WHAT TO DO →
Where the records below show the word "delete" in a line, please copy that line.

Collected data
*-*-*
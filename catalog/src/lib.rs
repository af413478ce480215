// Public API
pub mod error;
pub mod models;
pub mod pagination;
pub mod projection;
pub mod repository;
pub mod sled_repository;

// Re-export commonly used types
pub use error::CatalogError;
pub use models::{Client, Product, Record, User};
pub use pagination::PageRequest;
pub use projection::{ClientSummary, Projection, UserView, encode_payload, user_views};
pub use repository::Repository;
pub use sled_repository::{SledCatalog, SledRepository};
pub mod api;
pub mod cache_keys;
pub mod error;
pub mod handlers;
pub mod routes;
pub mod state;

pub use error::ApiError;
pub use routes::{build_app, build_router};
pub use state::AppState;
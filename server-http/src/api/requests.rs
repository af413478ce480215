use catalog::{CatalogError, PageRequest};
use serde::Deserialize;

/// `?page=&limit=` on listing routes
#[derive(Debug, Default, Deserialize)]
pub struct PageQuery {
    #[serde(default)]
    pub page: Option<u32>,
    #[serde(default)]
    pub limit: Option<u32>,
}

impl PageQuery {
    pub fn resolve(&self, default_limit: u32) -> Result<PageRequest, CatalogError> {
        PageRequest::new(self.page.unwrap_or(1), self.limit.unwrap_or(default_limit))
    }
}

#[derive(Debug, Deserialize)]
pub struct ProductRequest {
    pub name: String,
    #[serde(default)]
    pub brand: String,
    #[serde(default)]
    pub description: String,
    pub price: f64,
}

#[derive(Debug, Deserialize)]
pub struct UserRequest {
    pub email: String,
    #[serde(default)]
    pub first_name: String,
    #[serde(default)]
    pub last_name: String,
    #[serde(default)]
    pub client_id: Option<u64>,
}

#[derive(Debug, Deserialize)]
pub struct ClientRequest {
    pub name: String,
}

#[cfg(test)]
mod tests {
    use super::*;

    #[test]
    fn test_page_query_defaults() {
        let page = PageQuery::default().resolve(3).unwrap();
        assert_eq!((page.page, page.limit), (1, 3));

        let page = PageQuery {
            page: Some(2),
            limit: None,
        }
        .resolve(5)
        .unwrap();
        assert_eq!((page.page, page.limit), (2, 5));
    }

    #[test]
    fn test_configured_default_limit_always_resolves() {
        let config = shared::config::Config::from_lookup(|name| {
            (name == "BILEMO_PAGE_LIMIT").then(|| "500".to_string())
        });
        let page = PageQuery::default()
            .resolve(config.default_page_limit)
            .unwrap();
        assert_eq!(page.limit, 3);
    }

    #[test]
    fn test_page_query_rejects_zero() {
        let query = PageQuery {
            page: Some(0),
            limit: Some(3),
        };
        assert!(query.resolve(3).is_err());
    }
}
#![deny(clippy::all)]

use crate::domain::{CacheConfig, CacheEntry, CacheKey};
use crate::index::TagIndex;
use async_trait::async_trait;
use bytes::Bytes;
use shared::Result;
use std::sync::Arc;

// Ports are the pluggable extension points for entry storage backends

/// Port for creating an entry store from configuration
pub trait StorageFactory: Send + Sync + 'static {
    fn create_from_config(&self, config: &CacheConfig) -> Arc<dyn EntryStore>;
}

/// Port for the cache entry store.
///
/// Implementations own a [`TagIndex`] and keep it consistent with the stored
/// entries: `put` and `delete` attach and detach tags under the same per-key
/// critical section that mutates the entry.
#[async_trait]
pub trait EntryStore: Send + Sync + 'static {
    /// Missing or expired keys yield `Ok(None)`.
    async fn get(&self, key: &CacheKey) -> Result<Option<Bytes>>;

    /// Stores `entry`, replacing any entry under the same key. Returns the
    /// replaced entry.
    async fn put(&self, entry: CacheEntry) -> Result<Option<CacheEntry>>;

    /// Removes the entry and all of its tag attachments. Returns the removed
    /// entry, `None` when the key was absent.
    async fn delete(&self, key: &CacheKey) -> Result<Option<CacheEntry>>;

    /// Drops entries whose time-to-live has elapsed. Returns how many went.
    async fn purge_expired(&self) -> Result<usize>;

    fn entry_count(&self) -> u64;

    fn tag_index(&self) -> &TagIndex;
}
use crate::domain::{CacheEntry, CacheKey, Tag};
use crate::events::{CacheEvent, EntryStoredEvent, now_timestamp};
use crate::manager::{CacheManager, Counters, FlightLocks};
use bytes::Bytes;
use std::future::Future;
use std::sync::Arc;
use tokio::sync::Mutex;

/// A caller's share of a key's flight lock. The table entry is removed when
/// the last share is dropped, including when the caller's future is cancelled.
struct FlightSlot<'a> {
    flights: &'a FlightLocks,
    key: &'a CacheKey,
    lock: Arc<Mutex<()>>,
}

impl<'a> FlightSlot<'a> {
    fn join(flights: &'a FlightLocks, key: &'a CacheKey) -> Self {
        let lock = flights.entry(key.clone()).or_default().clone();
        Self { flights, key, lock }
    }
}

impl Drop for FlightSlot<'_> {
    fn drop(&mut self) {
        // One reference in the table plus ours means nobody else is waiting.
        self.flights.remove_if(self.key, |_, lock| {
            Arc::ptr_eq(lock, &self.lock) && Arc::strong_count(lock) == 2
        });
    }
}

impl CacheManager {
    /// Returns the payload stored under `key`, or runs `compute`, stores its
    /// result under every tag in `tags` and returns it.
    ///
    /// A hit returns the stored bytes untouched and never calls `compute`. If
    /// `compute` fails nothing is stored and its error is returned as is, so
    /// the next call for the key computes again.
    pub async fn get_or_compute<F, Fut, E>(
        &self,
        key: &CacheKey,
        tags: &[Tag],
        compute: F,
    ) -> Result<Bytes, E>
    where
        F: FnOnce() -> Fut,
        Fut: Future<Output = Result<Bytes, E>>,
        E: From<shared::Error>,
    {
        if let Some(payload) = self.lookup(key).await? {
            return Ok(payload);
        }

        let Some(flights) = self.flights.clone() else {
            return self.compute_and_store(key, tags, compute).await;
        };

        let slot = FlightSlot::join(&flights, key);
        let _guard = slot.lock.lock().await;
        // Another caller may have filled the key while we waited.
        match self.store.get(key).await {
            Ok(Some(payload)) => {
                tracing::debug!("Single-flight follower served '{}' from cache", key);
                Ok(payload)
            }
            Ok(None) => self.compute_and_store(key, tags, compute).await,
            Err(err) => Err(E::from(err)),
        }
    }

    /// Plain lookup that records a hit or a miss.
    pub async fn lookup(&self, key: &CacheKey) -> shared::Result<Option<Bytes>> {
        let found = self.store.get(key).await?;
        if found.is_some() {
            Counters::bump(&self.counters.hits, 1);
            tracing::debug!("Cache hit for '{}' in cache '{}'", key, self.name);
        } else {
            Counters::bump(&self.counters.misses, 1);
            tracing::debug!("Cache miss for '{}' in cache '{}'", key, self.name);
        }
        Ok(found)
    }

    async fn compute_and_store<F, Fut, E>(
        &self,
        key: &CacheKey,
        tags: &[Tag],
        compute: F,
    ) -> Result<Bytes, E>
    where
        F: FnOnce() -> Fut,
        Fut: Future<Output = Result<Bytes, E>>,
        E: From<shared::Error>,
    {
        let payload = match compute().await {
            Ok(payload) => payload,
            Err(err) => {
                Counters::bump(&self.counters.compute_failures, 1);
                tracing::warn!("Compute for '{}' failed, nothing cached", key);
                return Err(err);
            }
        };

        let entry = CacheEntry::new(key.clone(), payload.clone(), tags.iter().cloned());
        let tags: Vec<Tag> = entry.tags.iter().cloned().collect();
        let replaced = self.store.put(entry).await?.is_some();
        Counters::bump(&self.counters.stores, 1);

        tracing::debug!(
            "Stored '{}' ({} bytes) under tags {:?} in cache '{}'",
            key,
            payload.len(),
            tags,
            self.name
        );

        self.publish(CacheEvent::Stored(EntryStoredEvent {
            key: key.clone(),
            tags,
            payload_size: payload.len(),
            replaced,
            timestamp: now_timestamp(),
        }));

        Ok(payload)
    }
}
*-*-*
RESULT BELOW →
/// entries: `put` and `delete` attach and detach tags under the same per-key
    async fn delete(&self, key: &CacheKey) -> Result<Option<CacheEntry>>;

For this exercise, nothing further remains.